AS many as half of Sri Lankans seeking asylum in Australia are suspected of being former fighters, operatives or supporters of the Tamil Tigers.

The Tigers have been designated a terrorist organisation in many countries but not in Australia.

Sri Lankan officials estimate that between 25 and 50 per cent of Tamils fleeing to Australia have connections to the defeated Liberation Tigers of Tamil Eelam (LTTE).

Defence analyst Sergei DeSilva-Ranasinghe said that during a recent visit to Sri Lanka, two government ministers and several other officials, including Catholic Church staff with deep ties in the Tamil community, told him 25 per cent was at the lower end of their estimates.

"The people I spoke to constantly said 50 per cent," he told The Australian.

Mr DeSilva-Ranasinghe says former Tamil Tiger members are attracted to Australia because the LTTE remains legal here, unlike in the US, Canada, Britain and 27 EU member countries, where it is proscribed as a terrorist organisation.

He said this was an anomaly that should be rectified by Canberra adding the LTTE to its list of banned terrorist groups.

"You’ve got people here who’ve essentially been radicalised, who’ve fought and (may have) committed acts of terrorism, and they’ve come here without any sense of being rehabilitated," he said.

Since the surge in boat arrivals started in late 2008, 1100 Sri Lankan asylum-seekers have arrived in Australia. Of these 325 have been granted visas, 85 have returned and the rest are in detention.

Last week Julia Gillard lifted the freeze on processing Sri Lankan asylum applications, after the UN High Commissioner for Refugees issued new guidelines on the handling of Tamil claims.

The UN said that improvements in the security situation in Sri Lanka since the 26-year civil war ended in May last year meant there was no need to provide automatic protection to Sri Lankans leaving the country. Rather, it said, their claims should be assessed on a case-by-case basis.

However, the new UN guidelines say individuals deemed to be at risk in their homeland require "a particularly careful examination" of their asylum claims.

Those classified among the UNHCR’s "potential risk profiles" include "persons suspected of having links with the LTTE".

Mr DeSilva-Ranasinghe says the UN’s recommendation that Tamil Tiger fighters be given refuge is "ridiculous".
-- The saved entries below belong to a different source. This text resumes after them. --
// Copyright 2025 Neuraville Inc.
// SPDX-License-Identifier: Apache-2.0

//! Ordered record of everything the simulated devices observed

use std::sync::Arc;

use parking_lot::Mutex;

use super::gpio::SimPin;

/// One observable hardware event
#[derive(Debug, Clone, PartialEq, Eq)]
pub enum TraceEvent {
    CameraPower(bool),
    CameraReset,
    CameraSetup,
    CaptureStarted,
    /// First word of a new input written to the accelerator FIFO
    AcceleratorInputBegin,
    AcceleratorStart { words: usize },
    /// Completion interrupt fired
    AcceleratorComplete,
    AcceleratorUnload { completed: bool },
    RadioInit,
    RadioConfigured,
    RadioSent(Vec<u8>),
    Pin { pin: SimPin, high: bool },
    Wake,
    /// Free-form marker pushed by an observer outside the HAL
    Marker(&'static str),
}

/// Shared, append-only event log
#[derive(Debug, Clone, Default)]
pub struct TraceRecorder {
    events: Arc<Mutex<Vec<TraceEvent>>>,
}

impl TraceRecorder {
    pub fn new() -> Self {
        Self::default()
    }

    pub fn record(&self, event: TraceEvent) {
        self.events.lock().push(event);
    }

    pub fn marker(&self, name: &'static str) {
        self.record(TraceEvent::Marker(name));
    }

    /// Copy of all events so far
    pub fn snapshot(&self) -> Vec<TraceEvent> {
        self.events.lock().clone()
    }

    /// Only the markers, in order
    pub fn markers(&self) -> Vec<&'static str> {
        self.events
            .lock()
            .iter()
            .filter_map(|e| match e {
                TraceEvent::Marker(name) => Some(*name),
                _ => None,
            })
            .collect()
    }

    pub fn clear(&self) {
        self.events.lock().clear();
    }
}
"They wouldn’t say that for al-Qa’ida, and in my view there is no difference between the Tamil Tigers and al-Qa’ida. If anything, the Tamil Tigers are a far more ruthless organisation than al-Qa’ida," he said. 

However, Clive Williams, head of terrorism studies at the Australian National University, says there is no compelling case to ban the LTTE in Australia.

"They’ve never done anything here except collecting money and they’ve never posed a threat to Australia. I don’t know of anything they’ve done that would warrant it," Professor Williams said.

Mr De Silva Ranasinghe says LTTE supporters in Australia act as fundraisers for the group.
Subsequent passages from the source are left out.